Collected data entries:
====================
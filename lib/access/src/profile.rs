//! Claims asserted by the identity provider.

/// Profile produced by a completed provider handshake.
///
/// The email address has already been verified by the provider; this crate
/// treats it as trusted input.
#[derive(Debug, Clone, PartialEq, Eq)]
pub struct VerifiedProfile {
    /// Verified email address.
    pub email: String,
    /// Provider subject identifier, if reported.
    pub subject: Option<String>,
    /// Display name, if reported.
    pub display_name: Option<String>,
}

impl VerifiedProfile {
    /// Creates a profile from a verified email address.
    #[must_use]
    pub fn new(email: impl Into<String>) -> Self {
        Self {
            email: email.into(),
            subject: None,
            display_name: None,
        }
    }

    /// Sets the subject claim.
    #[must_use]
    pub fn with_subject(mut self, subject: Option<String>) -> Self {
        self.subject = subject;
        self
    }

    /// Sets the display name.
    #[must_use]
    pub fn with_display_name(mut self, name: Option<String>) -> Self {
        self.display_name = name;
        self
    }

    /// Returns the email's domain, or `None` unless the address has exactly
    /// one `@`.
    #[must_use]
    pub fn email_domain(&self) -> Option<&str> {
        split_email(&self.email).map(|(_, domain)| domain)
    }
}

/// Splits an address into local part and domain.
///
/// Returns `None` unless there is exactly one `@`.
#[must_use]
pub fn split_email(address: &str) -> Option<(&str, &str)> {
    let (local, domain) = address.split_once('@')?;
    if domain.contains('@') {
        return None;
    }
    Some((local, domain))
}
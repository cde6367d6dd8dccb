//! In-memory session store.

use async_trait::async_trait;
use chrono::Duration;
use googlefed_access::{SessionData, SessionStore, SessionStoreError, StoredSession};
use googlefed_core::SessionId;
use rootcause::Report;
use std::collections::HashMap;
use tokio::sync::RwLock;

/// Keeps sessions in process memory.
///
/// Sessions do not survive a restart. Each save extends the session's
/// lifetime by the configured duration.
#[derive(Debug)]
pub struct MemorySessionStore {
    sessions: RwLock<HashMap<SessionId, StoredSession>>,
    duration: Duration,
}

impl MemorySessionStore {
    /// Creates an empty store whose sessions live for `duration` after their last save.
    #[must_use]
    pub fn new(duration: Duration) -> Self {
        Self {
            sessions: RwLock::new(HashMap::new()),
            duration,
        }
    }
}

#[async_trait]
impl SessionStore for MemorySessionStore {
    async fn load(&self, id: &SessionId) -> Result<Option<SessionData>, Report<SessionStoreError>> {
        let sessions = self.sessions.read().await;
        Ok(sessions
            .get(id)
            .filter(|stored| !stored.is_expired())
            .map(|stored| stored.data().clone()))
    }

    async fn save(
        &self,
        id: &SessionId,
        data: &SessionData,
    ) -> Result<(), Report<SessionStoreError>> {
        let mut data = data.clone();
        data.mark_saved();

        let mut sessions = self.sessions.write().await;
        match sessions.get_mut(id) {
            Some(stored) => stored.refresh(data, self.duration),
            None => {
                sessions.insert(id.clone(), StoredSession::new(data, self.duration));
            }
        }
        Ok(())
    }

    async fn delete(&self, id: &SessionId) -> Result<(), Report<SessionStoreError>> {
        self.sessions.write().await.remove(id);
        Ok(())
    }

    async fn delete_expired(&self) -> Result<u64, Report<SessionStoreError>> {
        let mut sessions = self.sessions.write().await;
        let before = sessions.len();
        sessions.retain(|_, stored| !stored.is_expired());
        Ok((before - sessions.len()) as u64)
    }
}

#[cfg(test)]
mod tests {
    use super::*;
    use googlefed_access::USERNAME_KEY;

    fn session_with_user() -> SessionData {
        let mut data = SessionData::new();
        data.insert(USERNAME_KEY, "alice@good.org");
        data
    }

    #[tokio::test]
    async fn save_then_load() {
        let store = MemorySessionStore::new(Duration::hours(1));
        let id = SessionId::generate();

        store.save(&id, &session_with_user()).await.expect("save");
        let loaded = store.load(&id).await.expect("load").expect("present");

        assert_eq!(loaded.username(), Some("alice@good.org"));
        assert!(!loaded.is_modified());
    }

    #[tokio::test]
    async fn unknown_session_loads_as_none() {
        let store = MemorySessionStore::new(Duration::hours(1));
        assert!(store.load(&SessionId::generate()).await.expect("load").is_none());
    }

    #[tokio::test]
    async fn expired_session_is_invisible_and_cleaned_up() {
        let store = MemorySessionStore::new(Duration::seconds(-1));
        let id = SessionId::generate();
        store.save(&id, &session_with_user()).await.expect("save");

        assert!(store.load(&id).await.expect("load").is_none());
        assert_eq!(store.delete_expired().await.expect("cleanup"), 1);
        assert_eq!(store.delete_expired().await.expect("cleanup"), 0);
    }

    #[tokio::test]
    async fn delete_removes_session() {
        let store = MemorySessionStore::new(Duration::hours(1));
        let id = SessionId::generate();
        store.save(&id, &session_with_user()).await.expect("save");
        store.delete(&id).await.expect("delete");
        assert!(store.load(&id).await.expect("load").is_none());
    }
}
====================
__Problem requirements__: Retype all the data, keeping every character the same.

__Result__:
filename lib/access/src/profile.rs
//! Claims asserted by the identity provider.

/// Profile produced by a completed provider handshake.
///
/// The email address has already been verified by the provider; this crate
/// treats it as trusted input.
#[derive(Debug, Clone, PartialEq, Eq)]
pub struct VerifiedProfile {
    /// Verified email address.
    pub email: String,
    /// Provider subject identifier, if reported.
    pub subject: Option<String>,
    /// Display name, if reported.
    pub display_name: Option<String>,
}

impl VerifiedProfile {
    /// Creates a profile from a verified email address.
    #[must_use]
    pub fn new(email: impl Into<String>) -> Self {
        Self {
            email: email.into(),
            subject: None,
            display_name: None,
        }
    }

    /// Sets the subject claim.
    #[must_use]
    pub fn with_subject(mut self, subject: Option<String>) -> Self {
        self.subject = subject;
        self
    }

    /// Sets the display name.
    #[must_use]
    pub fn with_display_name(mut self, name: Option<String>) -> Self {
        self.display_name = name;
        self
    }

    /// Returns the email's domain, or `None` unless the address has exactly
    /// one `@`.
    #[must_use]
    pub fn email_domain(&self) -> Option<&str> {
        split_email(&self.email).map(|(_, domain)| domain)
    }
}

/// Splits an address into local part and domain.
///
/// Returns `None` unless there is exactly one `@`.
#[must_use]
pub fn split_email(address: &str) -> Option<(&str, &str)> {
    let (local, domain) = address.split_once('@')?;
    if domain.contains('@') {
        return None;
    }
    Some((local, domain))
}
repository cde6367d6dd8dccb
//! In-memory session store.

use async_trait::async_trait;
use chrono::Duration;
use googlefed_access::{SessionData, SessionStore, SessionStoreError, StoredSession};
use googlefed_core::SessionId;
use rootcause::Report;
use std::collections::HashMap;
use tokio::sync::RwLock;

/// Keeps sessions in process memory.
///
/// Sessions do not survive a restart. Each save extends the session's
/// lifetime by the configured duration.
#[derive(Debug)]
pub struct MemorySessionStore {
    sessions: RwLock<HashMap<SessionId, StoredSession>>,
    duration: Duration,
}

impl MemorySessionStore {
    /// Creates an empty store whose sessions live for `duration` after their last save.
    #[must_use]
    pub fn new(duration: Duration) -> Self {
        Self {
            sessions: RwLock::new(HashMap::new()),
            duration,
        }
    }
}

#[async_trait]
impl SessionStore for MemorySessionStore {
    async fn load(&self, id: &SessionId) -> Result<Option<SessionData>, Report<SessionStoreError>> {
        let sessions = self.sessions.read().await;
        Ok(sessions
            .get(id)
            .filter(|stored| !stored.is_expired())
            .map(|stored| stored.data().clone()))
    }

    async fn save(
        &self,
        id: &SessionId,
        data: &SessionData,
    ) -> Result<(), Report<SessionStoreError>> {
        let mut data = data.clone();
        data.mark_saved();

        let mut sessions = self.sessions.write().await;
        match sessions.get_mut(id) {
            Some(stored) => stored.refresh(data, self.duration),
            None => {
                sessions.insert(id.clone(), StoredSession::new(data, self.duration));
            }
        }
        Ok(())
    }

    async fn delete(&self, id: &SessionId) -> Result<(), Report<SessionStoreError>> {
        self.sessions.write().await.remove(id);
        Ok(())
    }

    async fn delete_expired(&self) -> Result<u64, Report<SessionStoreError>> {
        let mut sessions = self.sessions.write().await;
        let before = sessions.len();
        sessions.retain(|_, stored| !stored.is_expired());
        Ok((before - sessions.len()) as u64)
    }
}

#[cfg(test)]
mod tests {
    use super::*;
    use googlefed_access::USERNAME_KEY;

    fn session_with_user() -> SessionData {
        let mut data = SessionData::new();
        data.insert(USERNAME_KEY, "alice@good.org");
        data
    }

    #[tokio::test]
    async fn save_then_load() {
        let store = MemorySessionStore::new(Duration::hours(1));
        let id = SessionId::generate();

        store.save(&id, &session_with_user()).await.expect("save");
        let loaded = store.load(&id).await.expect("load").expect("present");

        assert_eq!(loaded.username(), Some("alice@good.org"));
        assert!(!loaded.is_modified());
    }

    #[tokio::test]
    async fn unknown_session_loads_as_none() {
        let store = MemorySessionStore::new(Duration::hours(1));
        assert!(store.load(&SessionId::generate()).await.expect("load").is_none());
    }

    #[tokio::test]
    async fn expired_session_is_invisible_and_cleaned_up() {
        let store = MemorySessionStore::new(Duration::seconds(-1));
        let id = SessionId::generate();
        store.save(&id, &session_with_user()).await.expect("save");

        assert!(store.load(&id).await.expect("load").is_none());
        assert_eq!(store.delete_expired().await.expect("cleanup"), 1);
        assert_eq!(store.delete_expired().await.expect("cleanup"), 0);
    }

    #[tokio::test]
    async fn delete_removes_session() {
        let store = MemorySessionStore::new(Duration::hours(1));
        let id = SessionId::generate();
        store.save(&id, &session_with_user()).await.expect("save");
        store.delete(&id).await.expect("delete");
        assert!(store.load(&id).await.expect("load").is_none());
    }
}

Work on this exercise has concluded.